◆ TASK STATEMENT ◆
In your reply, reproduce the lines from the first one below to the line containing "async fn set(&self, key: StatusKey, data: Bytes, ttl: Duration)", inclusive, exactly as they stand.

··· INFORMATION SUPPLIED ···

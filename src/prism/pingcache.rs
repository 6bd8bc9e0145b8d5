use std::{
    collections::HashMap,
    sync::Arc,
    time::{Duration, Instant},
};

use bytes::Bytes;
use tokio::sync::{Mutex, watch};

#[derive(Debug, Clone, Hash, PartialEq, Eq)]
pub struct StatusKey {
    pub upstream: String,
    pub protocol_version: i32,
}

#[derive(Debug, Clone)]
struct Entry {
    expires_at: Instant,
    data: Bytes,
}

#[derive(Debug)]
struct InFlight {
    done: watch::Sender<bool>,
    // Failed loads are shared with concurrent waiters but never cached.
    result: Mutex<Option<Result<Bytes, String>>>,
}

impl InFlight {
    fn new() -> Self {
        let (done, _rx) = watch::channel(false);
        Self {
            done,
            result: Mutex::new(None),
        }
    }
}

/// Cache of raw status-response frames keyed by upstream and protocol
/// version, with lazy expiration and singleflight loads.
#[derive(Debug, Default)]
pub struct StatusCache {
    entries: Mutex<HashMap<StatusKey, Entry>>,
    inflight: Mutex<HashMap<StatusKey, Arc<InFlight>>>,
}

impl StatusCache {
    pub fn new() -> Self {
        Self::default()
    }

    pub async fn get(&self, key: &StatusKey) -> Option<Bytes> {
        let mut entries = self.entries.lock().await;
        let e = entries.get(key)?.clone();
        if Instant::now() >= e.expires_at || e.data.is_empty() {
            entries.remove(key);
            return None;
        }
        Some(e.data)
    }

    async fn set(&self, key: StatusKey, data: Bytes, ttl: Duration) {
        if ttl.is_zero() || data.is_empty() {
            return;
        }
        self.entries.lock().await.insert(
            key,
            Entry {
                expires_at: Instant::now() + ttl,
                data,
            },
        );
    }

    /// Return the cached frame or load it exactly once per key, with all
    /// concurrent callers sharing the loader's outcome.
    pub async fn get_or_load<F, Fut>(
        &self,
        key: StatusKey,
        ttl: Duration,
        load: F,
    ) -> anyhow::Result<Bytes>
    where
        F: FnOnce() -> Fut,
        Fut: std::future::Future<Output = anyhow::Result<Vec<u8>>> + Send,
    {
        if ttl.is_zero() {
            return Ok(Bytes::from(load().await?));
        }
        if let Some(hit) = self.get(&key).await {
            return Ok(hit);
        }

        let (flight, leader) = {
            let mut inflight = self.inflight.lock().await;
            match inflight.get(&key) {
                Some(existing) => (existing.clone(), false),
                None => {
                    let f = Arc::new(InFlight::new());
                    inflight.insert(key.clone(), f.clone());
                    (f, true)
                }
            }
        };

        if !leader {
            let mut done = flight.done.subscribe();
            while !*done.borrow_and_update() {
                if done.changed().await.is_err() {
                    break;
                }
            }
            let shared = flight
                .result
                .lock()
                .await
                .clone()
                .unwrap_or_else(|| Err("status cache: missing inflight result".into()));
            return shared.map_err(|e| anyhow::anyhow!(e));
        }

        let out = match load().await {
            Ok(v) => {
                let data = Bytes::from(v);
                self.set(key.clone(), data.clone(), ttl).await;
                Ok(data)
            }
            Err(err) => Err(err),
        };

        {
            let mut slot = flight.result.lock().await;
            *slot = Some(out.as_ref().map(Bytes::clone).map_err(|e| e.to_string()));
        }
        let _ = flight.done.send(true);
        self.inflight.lock().await.remove(&key);

        out
    }
}

#[cfg(test)]
mod tests {
    use super::*;
    use std::sync::atomic::{AtomicU32, Ordering};

    fn key(upstream: &str) -> StatusKey {
        StatusKey {
            upstream: upstream.into(),
            protocol_version: 763,
        }
    }

    #[tokio::test]
    async fn second_lookup_hits_cache() {
        let c = StatusCache::new();
        let loads = Arc::new(AtomicU32::new(0));

        for _ in 0..2 {
            let loads = loads.clone();
            let got = c
                .get_or_load(key("a:1"), Duration::from_secs(5), move || async move {
                    loads.fetch_add(1, Ordering::SeqCst);
                    Ok(b"frame".to_vec())
                })
                .await
                .unwrap();
            assert_eq!(&got[..], b"frame");
        }

        assert_eq!(loads.load(Ordering::SeqCst), 1);
    }

    #[tokio::test]
    async fn expired_entry_reloads() {
        let c = StatusCache::new();
        c.get_or_load(key("a:1"), Duration::from_millis(10), || async {
            Ok(b"one".to_vec())
        })
        .await
        .unwrap();

        tokio::time::sleep(Duration::from_millis(30)).await;
        assert!(c.get(&key("a:1")).await.is_none());
    }

    #[tokio::test]
    async fn failed_load_is_not_cached() {
        let c = StatusCache::new();
        let res = c
            .get_or_load(key("a:1"), Duration::from_secs(5), || async {
                anyhow::bail!("backend down")
            })
            .await;
        assert!(res.is_err());

        let got = c
            .get_or_load(key("a:1"), Duration::from_secs(5), || async {
                Ok(b"up".to_vec())
            })
            .await
            .unwrap();
        assert_eq!(&got[..], b"up");
    }

    #[tokio::test]
    async fn concurrent_loads_share_one_flight() {
        let c = Arc::new(StatusCache::new());
        let loads = Arc::new(AtomicU32::new(0));

        let mut tasks = Vec::new();
        for _ in 0..8 {
            let c = c.clone();
            let loads = loads.clone();
            tasks.push(tokio::spawn(async move {
                c.get_or_load(key("a:1"), Duration::from_secs(5), move || async move {
                    loads.fetch_add(1, Ordering::SeqCst);
                    tokio::time::sleep(Duration::from_millis(20)).await;
                    Ok(b"frame".to_vec())
                })
                .await
                .unwrap()
            }));
        }
        for t in tasks {
            assert_eq!(&t.await.unwrap()[..], b"frame");
        }
        assert_eq!(loads.load(Ordering::SeqCst), 1);
    }
}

···

◆ ANSWER TO THIS EXERCISE ◆
filename src/prism/pingcache.rs
repository 6bd8bc9e0145b8d5
use std::{
    collections::HashMap,
    sync::Arc,
    time::{Duration, Instant},
};

use bytes::Bytes;
use tokio::sync::{Mutex, watch};

#[derive(Debug, Clone, Hash, PartialEq, Eq)]
pub struct StatusKey {
    pub upstream: String,
    pub protocol_version: i32,
}

#[derive(Debug, Clone)]
struct Entry {
    expires_at: Instant,
    data: Bytes,
}

#[derive(Debug)]
struct InFlight {
    done: watch::Sender<bool>,
    // Failed loads are shared with concurrent waiters but never cached.
    result: Mutex<Option<Result<Bytes, String>>>,
}

impl InFlight {
    fn new() -> Self {
        let (done, _rx) = watch::channel(false);
        Self {
            done,
            result: Mutex::new(None),
        }
    }
}

/// Cache of raw status-response frames keyed by upstream and protocol
/// version, with lazy expiration and singleflight loads.
#[derive(Debug, Default)]
pub struct StatusCache {
    entries: Mutex<HashMap<StatusKey, Entry>>,
    inflight: Mutex<HashMap<StatusKey, Arc<InFlight>>>,
}

impl StatusCache {
    pub fn new() -> Self {
        Self::default()
    }

    pub async fn get(&self, key: &StatusKey) -> Option<Bytes> {
        let mut entries = self.entries.lock().await;
        let e = entries.get(key)?.clone();
        if Instant::now() >= e.expires_at || e.data.is_empty() {
            entries.remove(key);
            return None;
        }
        Some(e.data)
    }

    async fn set(&self, key: StatusKey, data: Bytes, ttl: Duration) {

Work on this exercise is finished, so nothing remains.